Podcasting Public Health with Former NYC Health Commissioner Tom Farley

Live Taping of the Podcast Person Place Thing at the Mailman School Reveals Lessons in Strategy from Farley’s Decades-Long Career in Public Health

February 5, 2016

Alert to the groundswell of interest in podcasts, the Mailman School last week played host to a live taping of the popular podcast, Person Place Thing. Host Randy Cohen, an Emmy Award-winning writer and former New York Times columnist, interviewed Tom Farley, former New York City Health Commissioner and newly appointed member of the Lerner Center for Public Health Promotion and Sociomedical Sciences faculty. 

As part of the unique show-and-tell format of the event, hosted by the Lerner Center, Farley was asked to talk about a person, place, and thing of significance to him. His choices illustrated some surprising lessons from decades of work helping people make choices to improve their health

Person: Geoffrey Rose

Geoffrey Rose was an epidemiologist at the London School who claimed that rather than focusing on people with high risk, public health researchers and practitioners should shift their attention to people with average risk. Doing this would help a greater portion of the population, he explained in his 1992 book The Strategy of Preventive Medicine. It’s called the Prevention Paradox. When put to the test, Farley came to the same surprising conclusion as Rose. Lowering everyone’s risk—even by a little bit—impacts more lives, since the majority of disease cases come from the average-risk population. Often the most effective interventions go unnoticed by those they target.

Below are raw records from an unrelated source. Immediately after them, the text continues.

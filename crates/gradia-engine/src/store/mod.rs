//! Layer store.
//!
//! An ordered, identity-keyed collection of gradient layers plus the current
//! selection. Every stop mutation re-sorts the affected layer by position, so
//! readers can rely on ascending stop order at all times.

mod layer;
mod layer_store;

pub use layer::{Direction, Layer, LayerId, LayerUpdate, ParseLayerIdError};
pub use layer_store::LayerStore;
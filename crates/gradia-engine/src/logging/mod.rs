//! Logging utilities.
//!
//! Library code only talks to the `log` facade; binaries call
//! [`init_logging`] once to install `env_logger` behind it.

mod init;

pub use init::{init_logging, LoggingConfig};
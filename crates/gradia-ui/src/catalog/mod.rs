//! Preset catalogs authored in `.gpml`.
//!
//! # Format
//!
//! ```gpml
//! Preset "sunset-glow" {
//!     shape: rectangle              // rectangle | circle
//!
//!     Layer "radial-gradient" {     // any gradient function name
//!         position: "30% 70%"
//!         shape: ellipse            // radial shape
//!         size: closest-side        // radial size
//!         blend: screen
//!         Stop { color: #ffedd5  at: 0  opacity: 60 }
//!         Stop { color: transparent  at: 40  unit: px }
//!     }
//! }
//! ```
//!
//! Layers are listed top to bottom. Omitted fields fall back to the same
//! defaults as a freshly added layer.

mod builder;
mod error;

pub use error::CatalogError;

use gradia_engine::preset::Preset;

/// Source of the catalog compiled into the binary.
pub const BUILTIN_GPML: &str = include_str!("../../presets/builtin.gpml");

/// Preset the editor opens with.
pub const DEFAULT_PRESET: &str = "arctic-aurora";

/// Name-addressed preset collection, kept in registration order.
#[derive(Debug, Clone, Default)]
pub struct PresetCatalog {
    presets: Vec<Preset>,
}

impl PresetCatalog {
    pub fn new() -> Self {
        Self::default()
    }

    /// Catalog holding the built-in presets.
    pub fn builtin() -> Result<Self, CatalogError> {
        let mut catalog = Self::new();
        catalog.parse_and_register(BUILTIN_GPML)?;
        Ok(catalog)
    }

    /// Parses `src` and registers every preset in it. Returns how many were
    /// registered. Nothing is registered when any preset is invalid.
    pub fn parse_and_register(&mut self, src: &str) -> Result<usize, CatalogError> {
        let doc = gradia_gpml::parse_str(src)?;
        let presets = builder::build_presets(&doc)?;
        let count = presets.len();
        for preset in presets {
            self.register(preset);
        }
        Ok(count)
    }

    /// Adds `preset`, replacing an existing preset with the same name in place.
    pub fn register(&mut self, preset: Preset) {
        match self.presets.iter_mut().find(|p| p.name == preset.name) {
            Some(slot) => {
                log::debug!("replacing preset {:?}", preset.name);
                *slot = preset;
            }
            None => self.presets.push(preset),
        }
    }

    pub fn get(&self, name: &str) -> Option<&Preset> {
        self.presets.iter().find(|p| p.name == name)
    }

    pub fn names(&self) -> impl Iterator<Item = &str> {
        self.presets.iter().map(|p| p.name.as_str())
    }

    pub fn len(&self) -> usize {
        self.presets.len()
    }

    pub fn is_empty(&self) -> bool {
        self.presets.is_empty()
    }
}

“The new approach to public health is to say, ‘let’s build an environment where everybody is naturally going to be just a little bit more physically active’—so little that they won’t even notice it,” Farley said. “We are going to save more lives that way.”

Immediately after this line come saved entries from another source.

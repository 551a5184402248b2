// Thunderbolt/USB4 authorization daemon
//
// Copyright (C) 2023, Intel Corporation
// Author: Mika Westerberg <mika.westerberg@linux.intel.com>

// Abstracts the outward-facing notification surface. The real daemon exports devices on D-Bus;
// this crate keeps that surface behind a trait so the manager core has no IPC dependency, and
// ships a logging-only implementation as the default.

use crate::device::Device;

/// A lifecycle notification the manager reports to the IPC layer, independent of transport.
pub enum Event<'a> {
    /// A previously-unknown device joined the table and was exported.
    Added(&'a Device),
    /// A device left the table (unplugged and not stored).
    Removed(&'a Device),
    /// An already-exported device's state changed (status, policy, link speed, ...).
    Changed(&'a Device),
}

/// Notifications the manager emits about a device's lifecycle, independent of transport.
pub trait Sink {
    /// A previously-unknown device has joined the table and should be exported.
    fn export(&self, device: &Device) -> String;
    /// A device has left the table (unplugged and not stored) and should be unexported.
    fn unexport(&self, device: &Device);
    /// Reports an `Event` — `Added`/`Removed` map to the distilled spec's `DeviceAdded`/
    /// `DeviceRemoved` notifications; `Changed` is the ambient per-transition status log.
    fn emit(&self, event: Event);
}

/// Default `Sink`: assigns a deterministic object path from the uid and logs every transition.
/// Suitable for headless operation or as a base while a real transport is wired in.
pub struct LoggingSink {
    path_prefix: String,
}

impl LoggingSink {
    pub fn new(path_prefix: impl Into<String>) -> Self {
        LoggingSink { path_prefix: path_prefix.into() }
    }

    fn path_for(&self, device: &Device) -> String {
        format!("{}/{}", self.path_prefix, device.uid())
    }
}

impl Default for LoggingSink {
    fn default() -> Self {
        LoggingSink::new("/org/example/tbauthd/devices")
    }
}

impl Sink for LoggingSink {
    fn export(&self, device: &Device) -> String {
        let path = self.path_for(device);
        log::info!("[{}] exported at {path} ({})", device.uid(), device.status());
        path
    }

    fn unexport(&self, device: &Device) {
        log::info!("[{}] unexported", device.uid());
    }

    fn emit(&self, event: Event) {
        match event {
            Event::Added(device) => log::info!(
                "[{}] DeviceAdded {}",
                device.uid(),
                device.object_path().unwrap_or_default()
            ),
            Event::Removed(device) => log::info!(
                "[{}] DeviceRemoved {}",
                device.uid(),
                device.object_path().unwrap_or_default()
            ),
            Event::Changed(device) => log::info!(
                "[{}] {} policy={} status={}",
                device.uid(),
                device.name(),
                device.policy(),
                device.status()
            ),
        }
    }
}

#[cfg(test)]
mod test {
    use super::*;
    use crate::device::Policy;

    #[test]
    fn export_path_is_deterministic_from_uid() {
        let sink = LoggingSink::new("/org/example/tbauthd/devices");
        let dev = Device::from_store(String::from("abc123"), String::from("n"), String::from("v"), Policy::Default, None);
        assert_eq!(sink.path_for(&dev), "/org/example/tbauthd/devices/abc123");
    }
}
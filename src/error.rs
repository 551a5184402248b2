// Thunderbolt/USB4 authorization daemon
//
// Copyright (C) 2023, Intel Corporation
// Author: Mika Westerberg <mika.westerberg@linux.intel.com>

// Error types for the device manager core.

use std::io;

use thiserror::Error;

/// Failures while talking to udev/sysfs.
#[derive(Debug, Error)]
pub enum UdevError {
    #[error("udev: could not subscribe to '{0}' events: {1}")]
    Subscribe(&'static str, io::Error),

    #[error("udev: could not read required attribute '{attr}' for {syspath}")]
    MissingAttribute { attr: &'static str, syspath: String },

    #[error("udev: {0}")]
    Io(#[from] io::Error),
}

/// Failures from the persistence backend.
#[derive(Debug, Error)]
pub enum StoreError {
    #[error("no stored record for uid '{0}'")]
    NotFound(String),

    #[error("stored record for uid '{0}' is corrupt: {1}")]
    Corrupt(String, String),

    #[error("store I/O error: {0}")]
    Io(#[from] io::Error),
}

/// Kernel rejected (or could not be asked to perform) authorization.
#[derive(Debug, Error)]
pub enum AuthError {
    #[error("device is not eligible for authorization")]
    NotEligible,

    #[error("kernel rejected authorization write: {0}")]
    KernelRejected(io::Error),
}

/// Parent-lookup failures in the topology index.
#[derive(Debug, Error)]
pub enum TopologyError {
    #[error("device has no syspath recorded")]
    NoSyspath,
}

/// Errors that are allowed to abort the daemon at startup.
#[derive(Debug, Error)]
pub enum ManagerError {
    #[error(transparent)]
    Udev(#[from] UdevError),

    #[error("failed to list devices in store: {0}")]
    Store(#[from] StoreError),
}
// Thunderbolt/USB4 authorization daemon
//
// Copyright (C) 2023, Intel Corporation
// Author: Mika Westerberg <mika.westerberg@linux.intel.com>

// Hotplug event sources. Two independent udev monitor subscriptions are kept: a post-settled
// "user" stream that drives all state transitions, and a second, diagnostic-only stream kept for
// logging parity with the original daemon (see SPEC_FULL.md §4.4 for why this isn't a true
// pre-coldplug kernel-netlink-group subscription: the safe `udev` crate binding only exposes the
// post-rule-processing group).
//
// The monitor socket is non-blocking: reading it when nothing is queued yields `None`
// immediately rather than waiting for the next event. Callers must `poll` the underlying fd
// (via `select`) before draining, exactly as the teacher's `Monitor` does.

use std::fmt::{self, Display};
use std::io;
use std::os::fd::AsRawFd;
use std::time::Duration;

use nix::sys::{select, time::TimeVal};

use crate::error::UdevError;

/// The action a hotplug event carries.
#[derive(Clone, Copy, Debug, Eq, PartialEq)]
pub enum Action {
    Add,
    Change,
    Remove,
}

impl Display for Action {
    fn fmt(&self, f: &mut fmt::Formatter<'_>) -> fmt::Result {
        let s = match self {
            Self::Add => "add",
            Self::Change => "change",
            Self::Remove => "remove",
        };
        write!(f, "{s}")
    }
}

fn action_from_event_type(ty: udev::EventType) -> Option<Action> {
    match ty {
        udev::EventType::Add => Some(Action::Add),
        udev::EventType::Change => Some(Action::Change),
        udev::EventType::Remove => Some(Action::Remove),
        _ => None,
    }
}

/// A single hotplug notification.
pub struct HotplugEvent {
    pub action: Action,
    pub device: udev::Device,
}

fn subscribe() -> Result<udev::MonitorSocket, UdevError> {
    udev::MonitorBuilder::new()
        .and_then(|b| b.match_subsystem("thunderbolt"))
        .and_then(|b| b.listen())
        .map_err(|e| UdevError::Subscribe("thunderbolt", e))
}

/// Blocks until `socket`'s fd becomes readable, or `duration` elapses. Passing `None` blocks
/// forever. Returns `true` if there is at least one event to read.
fn poll(socket: &udev::MonitorSocket, duration: Option<Duration>) -> io::Result<bool> {
    let mut readfds = select::FdSet::new();
    readfds.insert(socket.as_raw_fd());

    let mut tv: Option<TimeVal> = duration.map(|duration| {
        TimeVal::new(
            duration.as_secs().try_into().unwrap(),
            #[allow(clippy::unnecessary_fallible_conversions)]
            duration.subsec_micros().try_into().unwrap(),
        )
    });
    let nfds = select::select(None, Some(&mut readfds), None, None, &mut tv)?;

    Ok(nfds > 0)
}

/// The authoritative, post-settled hotplug monitor. All state transitions derive from this
/// stream.
pub struct Monitor {
    socket: udev::MonitorSocket,
}

impl Monitor {
    /// Subscribes to thunderbolt hotplug events. Fails fast, matching the manager's "fail fast on
    /// inability to subscribe" startup requirement.
    pub fn open() -> Result<Self, UdevError> {
        Ok(Monitor { socket: subscribe()? })
    }

    /// Blocks until an event is available, or `duration` elapses. Passing `None` blocks forever.
    pub fn poll(&self, duration: Option<Duration>) -> io::Result<bool> {
        poll(&self.socket, duration)
    }

    /// Returns a mutable iterator over the events currently buffered on the socket.
    pub fn iter_mut(&mut self) -> &mut Self {
        self
    }
}

impl Iterator for Monitor {
    type Item = HotplugEvent;

    fn next(&mut self) -> Option<Self::Item> {
        loop {
            let event = self.socket.iter().next()?;

            if let Some(action) = action_from_event_type(event.event_type()) {
                return Some(HotplugEvent {
                    action,
                    device: event.device(),
                });
            }
            // Events without a recognized action are dropped silently and we keep reading.
        }
    }
}

/// The diagnostic-only stream, logged but never used to derive device-table state.
pub struct KernelMonitor {
    socket: udev::MonitorSocket,
}

impl KernelMonitor {
    pub fn open() -> Result<Self, UdevError> {
        Ok(KernelMonitor { socket: subscribe()? })
    }

    /// Blocks until an event is available, or `duration` elapses. Passing `None` blocks forever.
    pub fn poll(&self, duration: Option<Duration>) -> io::Result<bool> {
        poll(&self.socket, duration)
    }

    /// Returns a mutable iterator over the events currently buffered on the socket.
    pub fn iter_mut(&mut self) -> &mut Self {
        self
    }
}

impl Iterator for KernelMonitor {
    type Item = (Action, udev::Device);

    fn next(&mut self) -> Option<Self::Item> {
        loop {
            let event = self.socket.iter().next()?;

            if let Some(action) = action_from_event_type(event.event_type()) {
                return Some((action, event.device()));
            }
        }
    }
}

Place: a liquor store in Baton Rouge

In 1993, Farley supported a Louisiana initiative that disseminated 6 million free condoms through health clinics, community centers, bars, nightclubs, liquor stores and other venues across the state. After the program launched, Farley talked to a manager of a liquor store in Baton Rouge which dispensed free condoms in a bowl at the counter. The manager explained that local sex workers would take two or three condoms at a time, leave, and come back for more at a later time. No hoarding, no dumping, no waste. The program worked exactly as intended, reducing the risk of HIV and other STDs for those who needed it most.

People in public health should think hard about how they can make healthy choices easier, said Farley. “How do we make even minor changes just a little easier for someone to do something that will be good for them in the long term? How do we make unhealthy choices just a little bit more difficult? And if we do that, people will naturally behave in a healthy way and they will benefit from it.”

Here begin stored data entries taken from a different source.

impl Manager {
    pub fn new(store: Box<dyn Store>, sink: Box<dyn Sink>) -> Self {
        let (tx, rx) = mpsc::channel();
        let (auth_tx, auth_rx) = mpsc::channel::<AuthCompletion>();

        // Relays authorization outcomes onto the main channel so the dispatch loop only ever
        // reads from one place.
        let relay_tx = tx.clone();
        thread::spawn(move || {
            while let Ok(completion) = auth_rx.recv() {
                if relay_tx.send(ManagerEvent::AuthDone(completion)).is_err() {
                    break;
                }
            }
        });

        Manager {
            devices: Vec::new(),
            store,
            sink,
            auth: AuthEngine::new(auth_tx),
            tx,
            rx,
        }
    }

    fn find_index(&self, uid: &str) -> Option<usize> {
        self.devices.iter().position(|d| d.uid() == uid)
    }

    /// Step 2 and 3 of the startup sequence: load persisted records, then reconcile against what
    /// sysfs currently reports present.
    pub fn bootstrap(&mut self) -> Result<(), ManagerError> {
        for dev in store::load_all(self.store.as_ref())? {
            self.devices.push(dev);
        }

        let mut enumerator = udev::Enumerator::new().map_err(UdevError::Io)?;
        enumerator.match_subsystem("thunderbolt").map_err(UdevError::Io)?;

        for dev in enumerator.scan_devices().map_err(UdevError::Io)? {
            self.handle_presence(&dev);
        }

        Ok(())
    }

    /// Step 4 onward: services hotplug and authorization events until the channel closes (every
    /// sender, including the one `self` holds, has been dropped).
    pub fn run(mut self, monitor: Monitor, kernel_monitor: Option<KernelMonitor>) -> Result<(), ManagerError> {
        self.bootstrap()?;

        let user_tx = self.tx.clone();
        thread::spawn(move || {
            let mut monitor = monitor;
            loop {
                match monitor.poll(None) {
                    Ok(true) => {
                        for event in monitor.iter_mut() {
                            if user_tx
                                .send(ManagerEvent::Hotplug { action: event.action, device: event.device })
                                .is_err()
                            {
                                return;
                            }
                        }
                    }
                    Ok(false) => continue,
                    Err(err) => {
                        log::error!("user hotplug monitor: poll failed: {err}");
                        return;
                    }
                }
            }
        });

        if let Some(mut km) = kernel_monitor {
            let kernel_tx = self.tx.clone();
            thread::spawn(move || loop {
                match km.poll(None) {
                    Ok(true) => {
                        for (action, device) in km.iter_mut() {
                            if kernel_tx.send(ManagerEvent::KernelHotplug { action, device }).is_err() {
                                return;
                            }
                        }
                    }
                    Ok(false) => continue,
                    Err(err) => {
                        log::error!("kernel hotplug monitor: poll failed: {err}");
                        return;
                    }
                }
            });
        }

        while let Ok(event) = self.rx.recv() {
            match event {
                ManagerEvent::Hotplug { action: Action::Add, device }
                | ManagerEvent::Hotplug { action: Action::Change, device } => {
                    self.handle_presence(&device);
                }
                ManagerEvent::Hotplug { action: Action::Remove, device } => {
                    self.handle_remove(&device);
                }
                ManagerEvent::KernelHotplug { action, device } => {
                    log::debug!("kernel stream: {action} {}", device.syspath().display());
                }
                ManagerEvent::AuthDone(completion) => self.handle_auth_done(completion),
            }
        }

        Ok(())
    }

    /// Real add/change entry point: probes sysfs for the device's current snapshot and hands it
    /// to the (fully testable) presence-dispatch logic. Domain controllers have no `unique_id`
    /// and are filtered here.
    fn handle_presence(&mut self, dev: &udev::Device) {
        if sysfs::classify(dev) == Kind::Domain {
            return;
        }

        let Some(uid) = sysfs::read_uid(dev) else {
            return;
        };

        match Device::new_for_udev(uid.clone(), dev) {
            Ok(probe) => self.dispatch_present(probe),
            Err(err) => log::warn!("[{uid}] failed to read sysfs snapshot: {err}"),
        }
    }

    /// Real remove entry point: domain nodes are skipped, everything else is looked up by
    /// syspath (its `unique_id` attribute may no longer be readable by the time "remove" fires).
    fn handle_remove(&mut self, dev: &udev::Device) {
        let syspath = dev.syspath();

        if syspath
            .file_name()
            .and_then(|n| n.to_str())
            .is_some_and(|n| n.starts_with("domain"))
        {
            return;
        }

        let idx = self
            .devices
            .iter()
            .position(|d| d.syspath().map(|p| p.as_path()) == Some(syspath));

        if let Some(idx) = idx {
            let uid = self.devices[idx].uid().to_string();
            self.dispatch_removed(&uid);
        }
    }

    /// `added`/`attached`/`changed` classification from §4.6, operating purely on an
    /// already-probed snapshot. No udev access from here down, which is what makes this path
    /// unit-testable with synthetic `Device` values.
    fn dispatch_present(&mut self, probe: Device) {
        match self.find_index(probe.uid()) {
            None => self.on_added(probe),
            Some(idx) => {
                let was_disconnected = self.devices[idx].status() == Status::Disconnected;
                let was_authorized = self.devices[idx].status().is_authorized();

                self.devices[idx].merge_connected(&probe);
                self.sink.emit(Event::Changed(&self.devices[idx]));
                self.persist(idx);

                let uid = probe.uid().to_string();
                if was_disconnected {
                    self.try_authorize(&uid);
                } else if !was_authorized && self.devices[idx].status().is_authorized() {
                    self.cascade_children(&uid);
                }
            }
        }
    }

    fn on_added(&mut self, mut device: Device) {
        if device.status() != Status::Disconnected {
            let path = self.sink.export(&device);
            device.set_object_path(Some(path));
        }

        let uid = device.uid().to_string();
        self.devices.push(device);

        let idx = self.devices.len() - 1;
        self.sink.emit(Event::Added(&self.devices[idx]));

        self.try_authorize(&uid);
    }

    fn dispatch_removed(&mut self, uid: &str) {
        let Some(idx) = self.find_index(uid) else { return };

        if self.devices[idx].stored() {
            self.devices[idx].disconnected();
            self.sink.emit(Event::Changed(&self.devices[idx]));
            self.persist(idx);
        } else {
            let removed = self.devices.remove(idx);
            self.sink.emit(Event::Removed(&removed));
            self.sink.unexport(&removed);
        }
    }

    fn handle_auth_done(&mut self, completion: AuthCompletion) {
        let Some(idx) = self.find_index(&completion.uid) else { return };

        match completion.result {
            Ok(status) => {
                self.devices[idx].set_authorized_status(status);
                self.sink.emit(Event::Changed(&self.devices[idx]));
                self.persist(idx);
                self.cascade_children(&completion.uid);
            }
            Err(err) => {
                log::warn!("[{}] authorization failed: {err}", completion.uid);
                self.devices[idx].set_authorized_status(Status::AuthError);
                self.sink.emit(Event::Changed(&self.devices[idx]));
            }
        }
    }

    fn try_authorize(&mut self, uid: &str) {
        let Some(idx) = self.find_index(uid) else { return };

        if auth::is_eligible(&self.devices[idx], &self.devices) {
            self.auth.submit(self.devices[idx].clone());
        }
    }

    fn cascade_children(&mut self, parent_uid: &str) {
        let Some(idx) = self.find_index(parent_uid) else { return };
        let parent = self.devices[idx].clone();

        let child_uids: Vec<String> = topology::children_of(&parent, &self.devices)
            .into_iter()
            .map(|d| d.uid().to_string())
            .collect();

        for uid in child_uids {
            self.try_authorize(&uid);
        }
    }

    fn persist(&self, idx: usize) {
        let device = &self.devices[idx];
        if device.stored() {
            if let Err(err) = self.store.put(device) {
                log::warn!("[{}] failed to persist record: {err}", device.uid());
            }
        }
    }

    #[cfg(test)]
    pub(crate) fn devices_for_test(&self) -> &[Device] {
        &self.devices
    }
}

Thing: a three-liter bottle of off-brand soda

For this portion of the interview, Farley pulled out a giant bottle of C&C orange soda. The ingredients listed were “natural flavor,” yellow #6, red #40, soybean oil, and a great deal of high fructose corn syrup. The cost was a mere $2. This cheap, oversized bottle of soda is common in the poorest neighborhoods, and, according to Farley, the epitome of our national struggle with obesity.

“The obesity epidemic was coincident with the invention of the three-liter bottle in the early 1980s,” Farley said. “If you give people a larger container, they will consume more… Portion size is part of a larger marketing pattern. Soda companies are brilliant marketers, and they wanted to drive volume, and get people to consume more.”

In a 2003 study, researchers found people consumed more from a “bottomless bowl” that automatically refilled itself than a normal bowl. The lesson: people rely on visual cues over their stomachs to assess their level of satiation. Therefore, portion size caps—such as mandating soda to be served in smaller cups—can be an effective approach to reducing obesity. However, the beverage industry is powerful. In addition to financing political campaigns and hefty marketing budgets, the industry deeply understands their consumers and the persuasive messaging needed to reach them.

“People often are persuaded by the framing of a question when they first hear about it,” Farley said. Because the policy was first labeled as a “soda ban,” it was already too late to explain its merits. Public health already lost the argument.

“Choice and freedom is such a part of American culture,” Farley said. “It resonates so deeply with us. Once you get anywhere near it, people get their hackles up... If you hear someone make an argument on the fact that they are protecting the freedom of choice, you should get your antenna up about what their real agenda is.”